Send back all of the records, each one exactly as written.
### Provided data ###
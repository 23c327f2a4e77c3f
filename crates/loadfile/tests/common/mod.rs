//! Shared test utilities for loadfile integration tests.
//!
//! This module provides:
//! - `TestHarness` for an isolated service over a temp directory
//! - Builders for zip and XML payloads

pub mod builders;
pub mod harness;

pub use builders::*;
pub use harness::TestHarness;
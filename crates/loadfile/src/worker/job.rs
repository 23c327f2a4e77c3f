use crate::orchestrator::RunOutcome;

/// Report published by a worker after it handled one job id.
#[derive(Debug, Clone, PartialEq)]
pub enum RunReport {
    /// The orchestrator returned normally.
    Finished(RunOutcome),
    /// The run panicked; the job was aborted with `INTERNAL`.
    Panicked { job_id: String, message: String },
    /// The ledger could not be read or written.
    LedgerFailed { job_id: String, message: String },
}

impl RunReport {
    pub fn job_id(&self) -> &str {
        match self {
            RunReport::Finished(outcome) => outcome.job_id(),
            RunReport::Panicked { job_id, .. } | RunReport::LedgerFailed { job_id, .. } => job_id,
        }
    }

    /// True when the job ended in `DONE` during this run.
    pub fn is_completed(&self) -> bool {
        matches!(self, RunReport::Finished(RunOutcome::Completed { .. }))
    }
}

/// Best-effort text of a panic payload.
pub(crate) fn panic_message(payload: &(dyn std::any::Any + Send)) -> String {
    if let Some(s) = payload.downcast_ref::<&str>() {
        (*s).to_string()
    } else if let Some(s) = payload.downcast_ref::<String>() {
        s.clone()
    } else {
        "worker panicked".to_string()
    }
}
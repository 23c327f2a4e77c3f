//! Logging initialization.
//!
//! Installs a global `tracing` subscriber and forwards `log` records into it,
//! so both the `log` macros and `tracing` spans end up in one stream.
//! `RUST_LOG`, when set, takes precedence over the configured level.

use thiserror::Error;
use tracing_subscriber::{fmt, layer::SubscriberExt, EnvFilter};

use crate::config::{LogConfig, LogFormat};

#[derive(Error, Debug)]
pub enum LoggingError {
    #[error("Invalid log filter '{filter}': {reason}")]
    InvalidFilter { filter: String, reason: String },

    #[error("A global logger is already installed")]
    AlreadyInitialized,
}

/// Builds the filter: `RUST_LOG` if present and valid, else the configured level.
pub fn build_filter(config: &LogConfig) -> Result<EnvFilter, LoggingError> {
    if let Ok(filter) = EnvFilter::try_from_default_env() {
        return Ok(filter);
    }
    EnvFilter::try_new(&config.level).map_err(|e| LoggingError::InvalidFilter {
        filter: config.level.clone(),
        reason: e.to_string(),
    })
}

/// Installs the global subscriber. Call once at start-up.
pub fn init_logging(config: &LogConfig) -> Result<(), LoggingError> {
    let filter = build_filter(config)?;
    let registry = tracing_subscriber::registry().with(filter);

    match config.format {
        LogFormat::Text => {
            let subscriber = registry.with(fmt::layer().with_target(true));
            tracing::subscriber::set_global_default(subscriber)
                .map_err(|_| LoggingError::AlreadyInitialized)?;
        }
        LogFormat::Json => {
            let subscriber = registry.with(fmt::layer().json().with_current_span(true));
            tracing::subscriber::set_global_default(subscriber)
                .map_err(|_| LoggingError::AlreadyInitialized)?;
        }
    }

    tracing_log::LogTracer::init().map_err(|_| LoggingError::AlreadyInitialized)?;

    log::debug!("Logging initialized ({:?}, level {})", config.format, config.level);
    Ok(())
}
###
(Task result):
repository 23c327f2a4e77c3f
filename crates/loadfile/tests/common/mod.rs
//! Shared test utilities for loadfile integration tests.
//!
//! This module provides:
//! - `TestHarness` for an isolated service over a temp directory
//! - Builders for zip and XML payloads

pub mod builders;
pub mod harness;

pub use builders::*;
pub use harness::TestHarness;
filename crates/loadfile/src/worker/job.rs
repository 23c327f2a4e77c3f
use crate::orchestrator::RunOutcome;

/// Report published by a worker after it handled one job id.
#[derive(Debug, Clone, PartialEq)]
pub enum RunReport {
    /// The orchestrator returned normally.
    Finished(RunOutcome),
    /// The run panicked; the job was aborted with `INTERNAL`.
    Panicked { job_id: String, message: String },
    /// The ledger could not be read or written.
    LedgerFailed { job_id: String, message: String },
}

impl RunReport {
    pub fn job_id(&self) -> &str {
        match self {
            RunReport::Finished(outcome) => outcome.job_id(),
            RunReport::Panicked { job_id, .. } | RunReport::LedgerFailed { job_id, .. } => job_id,
        }
    }

    /// True when the job ended in `DONE` during this run.
    pub fn is_completed(&self) -> bool {
        matches!(self, RunReport::Finished(RunOutcome::Completed { .. }))
    }
}

/// Best-effort text of a panic payload.
pub(crate) fn panic_message(payload: &(dyn std::any::Any + Send)) -> String {
    if let Some(s) = payload.downcast_ref::<&str>() {
        (*s).to_string()
    } else if let Some(s) = payload.downcast_ref::<String>() {
        s.clone()
    } else {
        "worker panicked".to_string()
    }
}
repository 23c327f2a4e77c3f
//! Logging initialization.
//!
//! Installs a global `tracing` subscriber and forwards `log` records into it,
//! so both the `log` macros and `tracing` spans end up in one stream.
//! `RUST_LOG`, when set, takes precedence over the configured level.

use thiserror::Error;
use tracing_subscriber::{fmt, layer::SubscriberExt, EnvFilter};

use crate::config::{LogConfig, LogFormat};

#[derive(Error, Debug)]
pub enum LoggingError {
    #[error("Invalid log filter '{filter}': {reason}")]
    InvalidFilter { filter: String, reason: String },

    #[error("A global logger is already installed")]
    AlreadyInitialized,
}

/// Builds the filter: `RUST_LOG` if present and valid, else the configured level.
pub fn build_filter(config: &LogConfig) -> Result<EnvFilter, LoggingError> {
    if let Ok(filter) = EnvFilter::try_from_default_env() {
        return Ok(filter);
    }
    EnvFilter::try_new(&config.level).map_err(|e| LoggingError::InvalidFilter {
        filter: config.level.clone(),
        reason: e.to_string(),
    })
}

/// Installs the global subscriber. Call once at start-up.
pub fn init_logging(config: &LogConfig) -> Result<(), LoggingError> {
    let filter = build_filter(config)?;
    let registry = tracing_subscriber::registry().with(filter);

    match config.format {
        LogFormat::Text => {
            let subscriber = registry.with(fmt::layer().with_target(true));
            tracing::subscriber::set_global_default(subscriber)
                .map_err(|_| LoggingError::AlreadyInitialized)?;
        }
        LogFormat::Json => {
            let subscriber = registry.with(fmt::layer().json().with_current_span(true));
            tracing::subscriber::set_global_default(subscriber)
                .map_err(|_| LoggingError::AlreadyInitialized)?;
        }
    }

    tracing_log::LogTracer::init().map_err(|_| LoggingError::AlreadyInitialized)?;

    log::debug!("Logging initialized ({:?}, level {})", config.format, config.level);
    Ok(())
}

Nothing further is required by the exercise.